Market participants including bankers, arrangers, public sector units and investors met the Securities and Exchange Board of India (Sebi) on Friday to discuss the electronic book mechanism for issuance of debt securities on private placement basis, or the EBP mechanism, on which the regulator had earlier issued a consultation paper. According to sources, a major point of contention was the proposed reduction in the mandatory limit for EBP mechanism to Rs 50 crore from Rs 500 crore. Sebi had proposed in the consultation paper that EBP mechanism may be mandated for all private placements of debt securities with an issue size of Rs 50 crore and above. “There were various suggestions regarding this. Some said the limits should be rating linked while some indicated the limit should be raised to a higher level,” said a source.

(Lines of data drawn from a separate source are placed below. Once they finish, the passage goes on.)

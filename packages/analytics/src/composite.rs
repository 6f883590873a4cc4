//! Geometric combination of normalized sub-metrics into one index.
//!
//! `index(u) = Π (1 + mᵢ(u)) / 2ⁿ`. Each factor lies in `[1, 2]`, so the
//! index lies in `[2⁻ⁿ, 1]` for scores in `[0, 1]`. A unit missing from a
//! sub-metric map contributes `mᵢ(u) = 0`.

use std::collections::BTreeMap;

use walkability_analytics_models::{MetricMap, MetricName, UnitScores};
use walkability_geography_models::GeographicUnit;

use crate::AnalyticsError;

/// `2ⁿ` for `n` sub-metrics.
#[must_use]
pub fn divisor(metric_count: usize) -> f64 {
    #[allow(clippy::cast_possible_truncation, clippy::cast_possible_wrap)]
    2f64.powi(metric_count as i32)
}

/// Combines `metrics` for every unit in `units`, in unit order.
///
/// The divisor is `2ⁿ` for exactly the `n` metrics supplied.
///
/// # Errors
///
/// Returns [`AnalyticsError::EmptyComposite`] if `metrics` is empty.
pub fn combine(
    units: &[GeographicUnit],
    metrics: &[(MetricName, &MetricMap)],
) -> Result<Vec<UnitScores>, AnalyticsError> {
    if metrics.is_empty() {
        return Err(AnalyticsError::EmptyComposite);
    }

    let divisor = divisor(metrics.len());

    Ok(units
        .iter()
        .map(|unit| {
            let scores: BTreeMap<MetricName, f64> = metrics
                .iter()
                .map(|(name, map)| (*name, map.get(&unit.id).copied().unwrap_or(0.0)))
                .collect();
            let product: f64 = metrics
                .iter()
                .map(|(name, _)| 1.0 + scores[name])
                .product();

            UnitScores {
                unit_id: unit.id.clone(),
                scores,
                index: product / divisor,
            }
        })
        .collect())
}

The regulator had also proposed that securities allotted against the proprietary bid of an arranger would be subject to a lock-in of 60 days period from the date of allotment. Bond arrangers have argued that such a step would kill the liquidity in a particular issue and will limit the participant’s ability to manage risk parameters. “If somebody has certain risk parameters in place like stop-losses then they might not be able to follow that. This will reduce the liquidity. Why will an arranger think of putting money if there is such a lock-in mechanism?” the source observed.

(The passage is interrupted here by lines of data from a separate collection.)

#![cfg_attr(feature = "fail-on-warnings", deny(warnings))]
#![warn(clippy::all, clippy::pedantic, clippy::nursery, clippy::cargo)]
#![allow(clippy::multiple_crate_versions, clippy::cargo_common_metadata)]

//! Aggregation, normalization, and composite combination engine.
//!
//! Consumes the joined tables produced by the geometry/raster engine
//! (parcels stamped with a unit id, junction candidates, catchment links,
//! zonal cost statistics), aggregates them per geographic unit, turns raw
//! ratios into comparable scores, and combines any subset of sub-metrics
//! into a single pedestrian environment index.
//!
//! Every sub-metric is computed independently. Study-wide scalars (maxima,
//! minima, distinct class counts) are reduced in a full first pass before
//! any unit is normalized in a second pass.

pub mod aggregate;
pub mod catchment;
pub mod composite;
pub mod cost_distance;
pub mod diversity;
pub mod intersection;
pub mod normalize;
pub mod ratio;

use thiserror::Error;
use walkability_analytics_models::NormalizationPolicy;

pub use walkability_analytics_models::{MetricMap, MetricName, RawValues};

/// Errors that can occur while computing a sub-metric.
#[derive(Debug, Error)]
pub enum AnalyticsError {
    /// A study-wide maximum or minimum cannot be computed from the data
    /// present.
    #[error("Degenerate input for {policy} normalization: {reason}")]
    DegenerateInput {
        /// Policy that needed the scalar.
        policy: NormalizationPolicy,
        /// Description of what was missing.
        reason: String,
    },

    /// The study area has too few distinct land-use classes for the
    /// entropy to be normalized (`ln(k)` is zero).
    #[error("Land-use diversity needs at least 2 distinct classes, found {classes}")]
    InsufficientClasses {
        /// Distinct non-null classes observed.
        classes: usize,
    },

    /// A metric was asked to normalize with a policy it cannot use.
    #[error("{policy} normalization is not supported here: {reason}")]
    UnsupportedPolicy {
        /// Requested policy.
        policy: NormalizationPolicy,
        /// Why the policy does not fit.
        reason: String,
    },

    /// A composite was requested over no sub-metrics.
    #[error("Composite index needs at least one sub-metric")]
    EmptyComposite,
}

impl AnalyticsError {
    /// Whether this error comes from a study-wide scalar that could not be
    /// computed, which callers may answer by emitting zeros for the
    /// sub-metric.
    #[must_use]
    pub const fn is_degenerate(&self) -> bool {
        matches!(
            self,
            Self::DegenerateInput { .. } | Self::InsufficientClasses { .. }
        )
    }
}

The regulator had also proposed that for a qualified institutional buyer (QIB) whose bid amount is Rs 10 crore and above might have to participate directly on the bidding platform rather than go through arrangers. Market participants have recommended that QIBs putting in bids above Rs 10 crore should not be forced to participate through EBP and should be given a choice if they wish to do the bidding via an arranger. “There should not be a compulsion to do the bidding via EBP,” said a bond arranger.

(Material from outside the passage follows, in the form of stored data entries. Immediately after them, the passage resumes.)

//! Writes the output table: one row per unit, one column per sub-metric,
//! and the composite `index` column.

use std::fs::File;
use std::io::BufWriter;
use std::path::Path;

use serde::Serialize;
use walkability_analytics_models::{MetricName, UnitScores};

use crate::PipelineError;
use crate::config::{OutputConfig, OutputFormat};
use crate::report::RunReport;
use crate::run::RunOutput;

#[derive(Serialize)]
#[serde(rename_all = "camelCase")]
struct JsonOutput<'a> {
    metrics: &'a [MetricName],
    rows: &'a [UnitScores],
    report: &'a RunReport,
}

/// Writes `output` as configured.
///
/// # Errors
///
/// * [`PipelineError::Io`] or [`PipelineError::Csv`] if the file cannot
///   be written.
/// * [`PipelineError::Json`] if JSON encoding fails.
pub fn write_output(output: &RunOutput, config: &OutputConfig) -> Result<(), PipelineError> {
    if let Some(parent) = config.path.parent().filter(|p| !p.as_os_str().is_empty()) {
        std::fs::create_dir_all(parent).map_err(|e| PipelineError::io(parent, e))?;
    }

    match config.format {
        OutputFormat::Csv => write_csv(&config.path, &output.metrics, &output.rows)?,
        OutputFormat::Json => write_json(&config.path, output)?,
    }

    log::info!(
        "Wrote {} row(s) to {} ({})",
        output.rows.len(),
        config.path.display(),
        config.format
    );
    Ok(())
}

/// Writes a CSV table with a `unit_id` column, one column per metric in
/// `metrics` order, and an `index` column.
///
/// # Errors
///
/// * [`PipelineError::Csv`] if the file cannot be written.
pub fn write_csv(
    path: &Path,
    metrics: &[MetricName],
    rows: &[UnitScores],
) -> Result<(), PipelineError> {
    let mut writer = csv::Writer::from_path(path).map_err(|e| PipelineError::csv(path, e))?;

    let mut header = vec!["unit_id".to_string()];
    header.extend(metrics.iter().map(ToString::to_string));
    header.push("index".to_string());
    writer
        .write_record(&header)
        .map_err(|e| PipelineError::csv(path, e))?;

    for row in rows {
        let mut record = Vec::with_capacity(metrics.len() + 2);
        record.push(row.unit_id.to_string());
        for metric in metrics {
            let score = row.scores.get(metric).copied().unwrap_or(0.0);
            record.push(score.to_string());
        }
        record.push(row.index.to_string());
        writer
            .write_record(&record)
            .map_err(|e| PipelineError::csv(path, e))?;
    }

    writer
        .flush()
        .map_err(|e| PipelineError::io(path, e))
}

/// Writes the rows and the run report as pretty-printed JSON.
///
/// # Errors
///
/// * [`PipelineError::Io`] if the file cannot be created.
/// * [`PipelineError::Json`] if encoding fails.
pub fn write_json(path: &Path, output: &RunOutput) -> Result<(), PipelineError> {
    let file = File::create(path).map_err(|e| PipelineError::io(path, e))?;
    let document = JsonOutput {
        metrics: &output.metrics,
        rows: &output.rows,
        report: &output.report,
    };
    serde_json::to_writer_pretty(BufWriter::new(file), &document)?;
    Ok(())
}

#[cfg(test)]
mod tests {
    use std::collections::BTreeMap;

    use walkability_geography_models::UnitId;

    use super::*;

    fn output() -> RunOutput {
        let metrics = vec![MetricName::PopulationDensity, MetricName::TransitAccess];
        let rows = vec![UnitScores {
            unit_id: UnitId::from("A"),
            scores: BTreeMap::from([
                (MetricName::PopulationDensity, 0.5),
                (MetricName::TransitAccess, 1.0),
            ]),
            index: 0.75,
        }];
        RunOutput {
            metrics,
            rows,
            report: RunReport::default(),
        }
    }

    fn scratch(name: &str) -> std::path::PathBuf {
        std::env::temp_dir()
            .join(format!("walkability_output_{}", std::process::id()))
            .join(name)
    }

    #[test]
    fn csv_has_one_column_per_metric_and_index() {
        let config = OutputConfig {
            path: scratch("scores.csv"),
            format: OutputFormat::Csv,
        };
        write_output(&output(), &config).unwrap();

        let written = std::fs::read_to_string(&config.path).unwrap();
        let mut lines = written.lines();
        assert_eq!(
            lines.next(),
            Some("unit_id,population_density,transit_access,index")
        );
        assert_eq!(lines.next(), Some("A,0.5,1,0.75"));
        assert_eq!(lines.next(), None);
    }

    #[test]
    fn json_includes_rows_and_report() {
        let config = OutputConfig {
            path: scratch("scores.json"),
            format: OutputFormat::Json,
        };
        write_output(&output(), &config).unwrap();

        let written = std::fs::read_to_string(&config.path).unwrap();
        let value: serde_json::Value = serde_json::from_str(&written).unwrap();
        assert_eq!(value["metrics"][1], "transit_access");
        assert_eq!(value["rows"][0]["unitId"], "A");
        assert_eq!(value["rows"][0]["index"], 0.75);
        assert!(value["report"]["warnings"].as_array().unwrap().is_empty());
    }
}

One of the points proposed by the regulator was that an issuer will also have to mention the green shoe option upfront. Usually bond issuers mention only the base size and refrain from disclosing the actual quantum they intend to raise. As a result, certain investors, who are not clear about the actual issue size, invest their funds in the bond issue even if they preferred to wait. This point if made mandatory will be a big positive for an investor considering they will have a prior information of the total size of the issue. “There are some investors who wish to invest only if the issue size, for example, is less than Rs 1,000 crore. If this is clarified upfront, investors are going to have an upper hand,” said a bond market expert.